Bungled BCM accounts to be corrected after the lockdown

The billing conundrum has been a headache for residents who say they are sent from pillar to post when they try to sort out their bungled accounts.
The billing conundrum has been a headache for residents who say they are sent from pillar to post when they try to sort out their bungled accounts.
Image: Leon Swart/123rf.com

Buffalo City Metro ratepayers who had hoped their bungled municipal accounts would finally be corrected will have to wait a while longer as Covid-19 has thrown a spanner in the works of the city's revenue rollout campaign.

The metro had announced that it would open its offices in King William’s Town, Mdantsane, East London and Zwelitsha every Saturday in March to address property owners' and municipal account holders' billing complaints.

However, that had to be halted when President Cyril Ramaphosa announced the 21-day national lockdown to contain the spread of the coronavirus, which by Sunday had infected more than one million people claimed the lives of close to 65,000 globally.

For years, scores of residents have complained of their municipal accounts being incorrect, with ratepayers being slapped with unexplainable exorbitant bills, sometimes even running into tens of thousands of rand in one month.

In some cases, the municipality estimated water meter readings because water meter readers had been suspended, meaning for months there was no reading of meters.

With the campaign suspended, which the metro embarks on every year to not only address wrongfully billed accounts but to increase its revenue collection, homeowners have effectively been left in the lurch.

The billing conundrum has been a headache for residents who say they are sent from pillar to post when they try to sort out their bungled accounts.

However, city spokesperson Samkelo Ngwenya says as soon as Ramaphosa lifts the curfew, the metro will announce new dates for the campaign. He said the coronavirus outbreak had also put brakes on their plans to visit communities and register indigent residents into their system so as to be eligible for free services from the city.

“These campaigns will be continued after the lockdown regulations are lifted as these are areas that are critical in the revenue management of the city,” Ngwenya said.

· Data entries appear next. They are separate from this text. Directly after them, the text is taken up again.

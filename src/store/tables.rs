//! Sitemeta and trend table codecs.
//!
//! Columns are located by header name, so tables carrying an extra unnamed
//! leading index column (as written by dataframe tools) read the same as
//! tables without one.

use std::collections::BTreeSet;
use std::fs;
use std::path::Path;

use crate::model::{Resolution, StationMeta, SubKey, TrendRow, TrendsError};

pub const SITEMETA_COLUMNS: &[&str] = &[
    "var",
    "station_id",
    "station_name",
    "latitude",
    "longitude",
    "altitude",
    "unit",
    "freq",
    "framework",
    "matrix",
];

pub const TREND_COLUMNS: &[&str] = &[
    "var",
    "station_id",
    "period",
    "season",
    "trend [%/yr]",
    "trend err [%/yr]",
    "yoffs",
    "slope",
    "slope err",
    "num yrs",
    "pval",
    "unit",
];

/// Extra trend table column for daily (percentile) variables.
pub const PERCENTILE_COLUMN: &str = "percentile";

// ---------------------------------------------------------------------------
// Reading
// ---------------------------------------------------------------------------

fn read_rows<T: serde::de::DeserializeOwned>(path: &Path) -> Result<Vec<T>, TrendsError> {
    if !path.is_file() {
        return Err(TrendsError::MissingFile(path.to_path_buf()));
    }
    let mut reader = csv::Reader::from_path(path).map_err(|e| TrendsError::table(path, e))?;
    reader
        .deserialize()
        .collect::<Result<Vec<T>, csv::Error>>()
        .map_err(|e| TrendsError::table(path, e))
}

/// Reads `sitemeta_<var>.csv`.
pub fn read_sitemeta(path: &Path) -> Result<Vec<StationMeta>, TrendsError> {
    read_rows(path)
}

/// Reads `trends_<var>.csv`.
pub fn read_trend_table(path: &Path) -> Result<Vec<TrendRow>, TrendsError> {
    read_rows(path)
}

/// Station ids listed in a sitemeta table.
pub fn sitemeta_station_ids(rows: &[StationMeta]) -> BTreeSet<String> {
    rows.iter().map(|r| r.station_id.clone()).collect()
}

/// Station ids with at least one trend row for `period_label` and `sub_key`.
pub fn trend_table_station_ids(rows: &[TrendRow], period_label: &str, sub_key: &SubKey) -> BTreeSet<String> {
    rows.iter()
        .filter(|r| r.matches(period_label, sub_key))
        .map(|r| r.station_id.clone())
        .collect()
}

// ---------------------------------------------------------------------------
// Writing
// ---------------------------------------------------------------------------

fn create_writer(path: &Path) -> Result<csv::Writer<fs::File>, TrendsError> {
    if let Some(parent) = path.parent() {
        fs::create_dir_all(parent).map_err(|e| TrendsError::io(parent, e))?;
    }
    csv::WriterBuilder::new()
        .has_headers(false)
        .from_path(path)
        .map_err(|e| TrendsError::table(path, e))
}

fn format_cell(value: Option<f64>) -> String {
    match value {
        Some(v) if !v.is_nan() => v.to_string(),
        _ => String::new(),
    }
}

/// Writes `sitemeta_<var>.csv`, header included even with no rows.
pub fn write_sitemeta(path: &Path, rows: &[StationMeta]) -> Result<(), TrendsError> {
    let mut writer = create_writer(path)?;
    writer
        .write_record(SITEMETA_COLUMNS)
        .map_err(|e| TrendsError::table(path, e))?;
    for row in rows {
        writer
            .write_record([
                row.var.clone(),
                row.station_id.clone(),
                row.station_name.clone(),
                format_cell(row.latitude),
                format_cell(row.longitude),
                format_cell(row.altitude),
                row.unit.clone(),
                row.freq.clone(),
                row.framework.clone(),
                row.matrix.clone(),
            ])
            .map_err(|e| TrendsError::table(path, e))?;
    }
    writer.flush().map_err(|e| TrendsError::io(path, e))
}

/// Writes `trends_<var>.csv`. The percentile column is only present for daily
/// variables.
pub fn write_trend_table(path: &Path, rows: &[TrendRow], resolution: Resolution) -> Result<(), TrendsError> {
    let with_percentile = resolution == Resolution::Daily;
    let mut writer = create_writer(path)?;

    let mut header: Vec<&str> = TREND_COLUMNS.to_vec();
    if with_percentile {
        header.push(PERCENTILE_COLUMN);
    }
    writer
        .write_record(&header)
        .map_err(|e| TrendsError::table(path, e))?;

    for row in rows {
        let mut record = vec![
            row.var.clone(),
            row.station_id.clone(),
            row.period.clone(),
            row.season.clone(),
            format_cell(row.trend_pct),
            format_cell(row.trend_pct_err),
            format_cell(row.yoffs),
            format_cell(row.slope),
            format_cell(row.slope_err),
            format_cell(row.num_yrs),
            format_cell(row.pval),
            row.unit.clone(),
        ];
        if with_percentile {
            record.push(row.percentile.map(|p| p.to_string()).unwrap_or_default());
        }
        writer
            .write_record(&record)
            .map_err(|e| TrendsError::table(path, e))?;
    }
    writer.flush().map_err(|e| TrendsError::io(path, e))
}
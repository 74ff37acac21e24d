//! Station trend output store.
//!
//! Writes, retains and verifies the flat-file artifact trees produced by
//! per-station trend runs: station metadata, per-station observed and model
//! series, trend-window series and aggregated trend tables.

pub mod analysis;
pub mod config;
pub mod logging;
pub mod model;
pub mod periods;
pub mod retention;
pub mod store;
pub mod trends;
pub mod variables;
pub mod verify;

He would not say whether the city would stop disconnecting people's electricity who had defaulted in their payments — or those who had been incorrectly captured as owing the metro for services.

But if human settlements, water & sanitation minister Lindiwe Sisulu's calls are anything to go by, defaulters are likely to get a reprieve — at least until after the lockdown.

Sisulu called on municipalities last week to stop evicting people from illegally occupied buildings and RDP houses during the lockdown.

Ngwenya said they had kept ratepayers abreast with developments through their social media platforms and community radio stations.

“The city is also heightening communications by appealing to people to register with their banks online, pay their accounts and buy electricity. We are also sending out statements via e-mail and have also sent out SMSes for billing statements and indigent campaigns,” he said.

Meanwhile, the metro has embarked on a disinfection and cleaning drive of public areas. Mayor Xola Pakati started the campaign on Friday while the sometimes neglected cemeteries will receive a much-needed cleanup  with the overgrown grass being cut.

On Friday, the city disinfected Ebuhlanti, the Gillwell mall, Border taxi rank and the East London CBD while workers also took the campaign to Mdantsane taxi rank, the Cambridge cemetery and parts of Bhisho.

In a statement, the city said: “The municipality is taking advantage of the lockdown by intensifying its efforts towards grass cutting, gutter clearing, weed picking, illegal dumping clearing and bush clearing.”

Mbhashe municipality has also promised to use the lockdown period to clean the dirty Dutywa town centre.